MORTO CHARLIE WATTS, IL TAMBURINO CHE COMANDAVA I ROLLING STONES. UNA VITA VISSUTA CON SAGGEZZA NELLA BAND
MORTO CHARLIE WATTS, IL TAMBURINO CHE COMANDAVA I ROLLING STONES. UNA VITA VISSUTA CON SAGGEZZA NELLA BAND
24 agosto 2021, ore 21:33
Il batterista è scomparso a 80 anni per i postumi di una operazione al cuore. Il 26 settembre dovrebbe partire da Saint Louis il tour americano del gruppo, con Steve Jordan al suo posto
Chissà se Charlie ha disegnato anche la stanza dell’ospedale di Londra dove, alla fine di una battaglia contro il suo cuore malandato, ha deciso di arrendersi. Per decenni, ad ogni tour, Mr. Watts aveva tracciato gli schizzi di ogni camera d’albergo da lui occupata. Era quello, il suo passatempo contro la malinconia, quando l’amata moglie Shirley non poteva raggiungerlo. Notti da marito fedele, mentre gli altri Rolling Stones si davano alla pazza gioia, tra centinaia di ragazze disponibili e ogni sorta di eccesso. Una volta, ad Amsterdam, Mick Jagger decise di telefonargli quando già si avvicinava l’alba. “Che fine ha fatto il mio batterista?”. Watts lo convocò nella propria stanza e gli mollò un pugno in faccia: “Non azzardarti mai più a definirmi il tuo batterista. Semmai sei tu il mio cantante”. Ed era dannatamente vero. Era Charlie il motore della ditta Rolling: dava il tempo agli altri, li accompagnava e proteggeva senza smanie di protagonismo, aprendo varchi per esaltare la voce di Mick e la chitarra di Keith Richards. Dietro ai tamburi per quasi sessant’anni di vita rock, da una posizione sul palco dalla quale, ripeteva beffardamente, “si può godere del più bel panorama del mondo”. Il sedere di Jagger.
La leggenda e la resa
Era regolarmente al suo posto, Charlie Watts, alla fine dell’Estate dell’Amore del 1967, la Summer of Love psichedelica quando i Rolling Stones conquistavano la cima delle classifiche con “We Love You”, il brano scritto per ringraziare i fans per il supporto dopo l’arresto di Mick e Keith per la scandalosa orgia “stupefacente” in una villa. Non sarebbe stato al suo posto in ogni caso, invece, nell’autunno post-pandemico del 2021. La band aveva già annunciato la sostituzione pro-tempore di Watts per il prossimo No Filter Tour in America, con debutto (salvo ripensamenti) il 26 settembre al The Dome di Saint Louis. Suo supplente d’eccezione sarà l’amico Steve Jordan, collaboratore di lunga data degli Stones. Ma non sarà la stessa cosa, anche pensando a uno struggente tributo per Charlie dal palco. In queste ore nel management dei Rolling ci si chiede se questo non debba essere un passo d’addio, in senso artistico, per delle leggende che sono in giro da quasi sessant’anni. Privati del loro centro ritmico, e del loro fratello saggio, Jagger & Co potrebbero meditare la loro uscita definitiva dalle scene.

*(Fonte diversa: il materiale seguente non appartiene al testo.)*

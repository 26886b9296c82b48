//! Platform-to-node resolution.
//!
//! The resolver decides which node builds which platform of each target:
//!
//! 1. A cheap strict pass over the platforms nodes declare statically.
//! 2. If anything is left unmatched, every node is booted, its workers are
//!    listed, and matching is retried in compatible mode over the static and
//!    live platforms together. This pass never fails; a platform nobody can
//!    serve lands on the first node.
//!
//! Booted clients and capability sets are cached per build in a [`NodeCache`].

mod cache;

use std::collections::{BTreeMap, HashMap};
use std::sync::Arc;

use futures::future::try_join_all;
use thiserror::Error;
use tracing::{debug, info, warn};

use crate::backend::{BackendError, BuildClient, Capabilities};
use crate::node::Node;
use crate::platform::{MatchMode, Matcher, Platform};

pub use cache::NodeCache;

/// One node assigned to a target together with the platforms it will build.
#[derive(Debug, Clone, PartialEq, Eq)]
pub struct ResolvedNode {
  pub node_index: usize,
  /// Platforms this node builds. Empty means the backend's default platform.
  pub platforms: Vec<Platform>,
}

#[derive(Debug, Error)]
pub enum ResolveError {
  #[error("node index {0} is out of range")]
  UnknownNode(usize),

  #[error("node {node} has no driver")]
  NoDriver { node: String },

  #[error("failed to boot node {node}: {source}")]
  Boot {
    node: String,
    #[source]
    source: BackendError,
  },

  #[error("failed to list workers of node {node}: {source}")]
  ListWorkers {
    node: String,
    #[source]
    source: BackendError,
  },

  #[error("failed to load capabilities of node {node}: {source}")]
  Capabilities {
    node: String,
    #[source]
    source: BackendError,
  },
}

pub struct NodeResolver<'a> {
  nodes: &'a [Node],
  cache: NodeCache,
}

impl<'a> NodeResolver<'a> {
  pub fn new(nodes: &'a [Node]) -> Self {
    Self {
      nodes,
      cache: NodeCache::new(),
    }
  }

  /// Assign nodes to every target's requested platforms.
  ///
  /// # Errors
  ///
  /// Only the fallback pass can fail, when booting a node or listing its
  /// workers fails.
  pub async fn resolve(
    &self,
    requested: &BTreeMap<String, Vec<Platform>>,
  ) -> Result<BTreeMap<String, Vec<ResolvedNode>>, ResolveError> {
    let mut assigned = BTreeMap::new();
    if self.nodes.is_empty() {
      return Ok(assigned);
    }

    let mut missing = false;
    for (target, platforms) in requested {
      let (nodes, perfect) = self.assign(platforms, MatchMode::Strict, &HashMap::new());
      missing |= !perfect;
      assigned.insert(target.clone(), nodes);
    }

    if !missing {
      debug!(targets = assigned.len(), "all platforms matched declared node platforms");
      return Ok(assigned);
    }

    info!(nodes = self.nodes.len(), "booting all nodes to discover worker platforms");
    let all: Vec<usize> = (0..self.nodes.len()).collect();
    self.boot(&all).await?;
    let live = self.live_platforms(&all).await?;

    for (target, platforms) in requested {
      let (nodes, perfect) = self.assign(platforms, MatchMode::Compatible, &live);
      if !perfect {
        warn!(
          target = %target,
          node = %self.nodes[0].name,
          "no node supports all requested platforms, using the first node"
        );
      }
      assigned.insert(target.clone(), nodes);
    }

    Ok(assigned)
  }

  /// Assign nodes to one platform list.
  ///
  /// Returns the recombined assignment and whether every platform found a
  /// genuine match. `extra` adds platforms per node index on top of the
  /// statically declared ones.
  pub fn assign(
    &self,
    platforms: &[Platform],
    mode: MatchMode,
    extra: &HashMap<usize, Vec<Platform>>,
  ) -> (Vec<ResolvedNode>, bool) {
    if platforms.is_empty() {
      // The backend picks its own default platform, so any node will do.
      let node_index = self.select(&Platform::host(), mode, extra).unwrap_or(0);
      return (
        vec![ResolvedNode {
          node_index,
          platforms: Vec::new(),
        }],
        true,
      );
    }

    let mut perfect = true;
    let mut nodes = Vec::with_capacity(platforms.len());
    for platform in platforms {
      let node_index = self.select(platform, mode, extra).unwrap_or_else(|| {
        perfect = false;
        0
      });
      nodes.push(ResolvedNode {
        node_index,
        platforms: vec![platform.clone()],
      });
    }

    (recombine(nodes), perfect)
  }

  /// Pick the node best suited to build `want`, if any.
  ///
  /// Candidates are ranked by the matcher; on equal rank the lowest node
  /// index wins.
  pub fn select(&self, want: &Platform, mode: MatchMode, extra: &HashMap<usize, Vec<Platform>>) -> Option<usize> {
    let matcher = Matcher::new(mode, want);
    let mut best: Option<(usize, &Platform)> = None;

    for (index, node) in self.nodes.iter().enumerate() {
      let additional = extra.get(&index).map(Vec::as_slice).unwrap_or_default();
      for candidate in node.platforms.iter().chain(additional) {
        if !matcher.matches(candidate) {
          continue;
        }
        match best {
          Some((_, current)) if !matcher.less(candidate, current) => {}
          _ => best = Some((index, candidate)),
        }
      }
    }

    best.map(|(index, _)| index)
  }

  /// Boot the given nodes concurrently.
  pub async fn boot(&self, indexes: &[usize]) -> Result<Vec<Arc<dyn BuildClient>>, ResolveError> {
    try_join_all(indexes.iter().map(|&index| self.client(index))).await
  }

  /// Booted client for a node, booting it on first use.
  pub async fn client(&self, index: usize) -> Result<Arc<dyn BuildClient>, ResolveError> {
    let node = self.nodes.get(index).ok_or(ResolveError::UnknownNode(index))?;
    let driver = node
      .driver
      .clone()
      .ok_or_else(|| ResolveError::NoDriver { node: node.name.clone() })?;

    self
      .cache
      .client(index, || async move {
        debug!(node = %node.name, "booting node");
        driver.boot().await.map_err(|source| ResolveError::Boot {
          node: node.name.clone(),
          source,
        })
      })
      .await
  }

  /// Capabilities of a node, fetched once per build.
  pub async fn capabilities(&self, index: usize) -> Result<Capabilities, ResolveError> {
    let client = self.client(index).await?;
    let node = &self.nodes[index];

    self
      .cache
      .capabilities(index, || async move {
        client.capabilities().await.map_err(|source| ResolveError::Capabilities {
          node: node.name.clone(),
          source,
        })
      })
      .await
  }

  /// Load capabilities for several nodes concurrently.
  pub async fn preload_capabilities(&self, indexes: &[usize]) -> Result<Vec<Capabilities>, ResolveError> {
    try_join_all(indexes.iter().map(|&index| self.capabilities(index))).await
  }

  async fn live_platforms(&self, indexes: &[usize]) -> Result<HashMap<usize, Vec<Platform>>, ResolveError> {
    let lists = try_join_all(indexes.iter().map(|&index| async move {
      let client = self.client(index).await?;
      let workers = client.list_workers().await.map_err(|source| ResolveError::ListWorkers {
        node: self.nodes[index].name.clone(),
        source,
      })?;
      let platforms: Vec<Platform> = workers.into_iter().flat_map(|w| w.platforms).collect();
      debug!(node = %self.nodes[index].name, platforms = platforms.len(), "listed worker platforms");
      Ok::<_, ResolveError>((index, platforms))
    }))
    .await?;

    Ok(lists.into_iter().collect())
  }
}

/// Merge entries that landed on the same node, keeping first-seen order.
pub fn recombine(nodes: Vec<ResolvedNode>) -> Vec<ResolvedNode> {
  let mut out: Vec<ResolvedNode> = Vec::with_capacity(nodes.len());
  for node in nodes {
    match out.iter_mut().find(|n| n.node_index == node.node_index) {
      Some(existing) => {
        for platform in node.platforms {
          if !existing.platforms.contains(&platform) {
            existing.platforms.push(platform);
          }
        }
      }
      None => out.push(node),
    }
  }
  out
}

La caduta nel turbine degli eccessi
Negli anni ruggenti e folli della storia della band era praticamente impossibile evitare le insidie del vertiginoso, distruttivo stile di vita adottato dai Rolling Stones. Il primo a farne le spese era stato Brian Jones, co-leader della band, scomparso a 27 anni nel ‘69 quando era già troppo strafatto e devastato per dare un proprio contributo. Il secondo, con una mossa autoconservativa, era stato il bassista Bill Wyman, uscito dalla formazione nel 1993 anche per dedicarsi alla sua incresciosa love story con la starlette minorenne Mandy Smith (mentre il figlio di Wyman aveva una relazione con la madre di Mandy). Per Charlie Watts il demone della droga si era fatto avanti dopo il velenoso periodo di residenza (da cui era scaturito il capolavoro “Exile on Main Street”) del gruppo in Costa Azzurra. “Una sera svenni in studio e fui soccorso da Keith Richards, che era il più sballato di tutti”, ricordava il batterista. “Keith mi disse: cose che succedono ai musicisti di oltre sessant’anni. Ma io ne avevo poco più di quaranta. Mi ripulii dopo essermi rotto una caviglia, non avrei potuto suonare drogato marcio. E poi dovevo disintossicarmi per mia moglie e mia figlia”. Aveva una passione per i cavalli che allevava nel Devonshire, per l’eleganza sartoriale e per la pittura. Oltre al jazz che era stato il suo grande amore musicale. Più del rock, del quale era stato impareggiabile metronomo.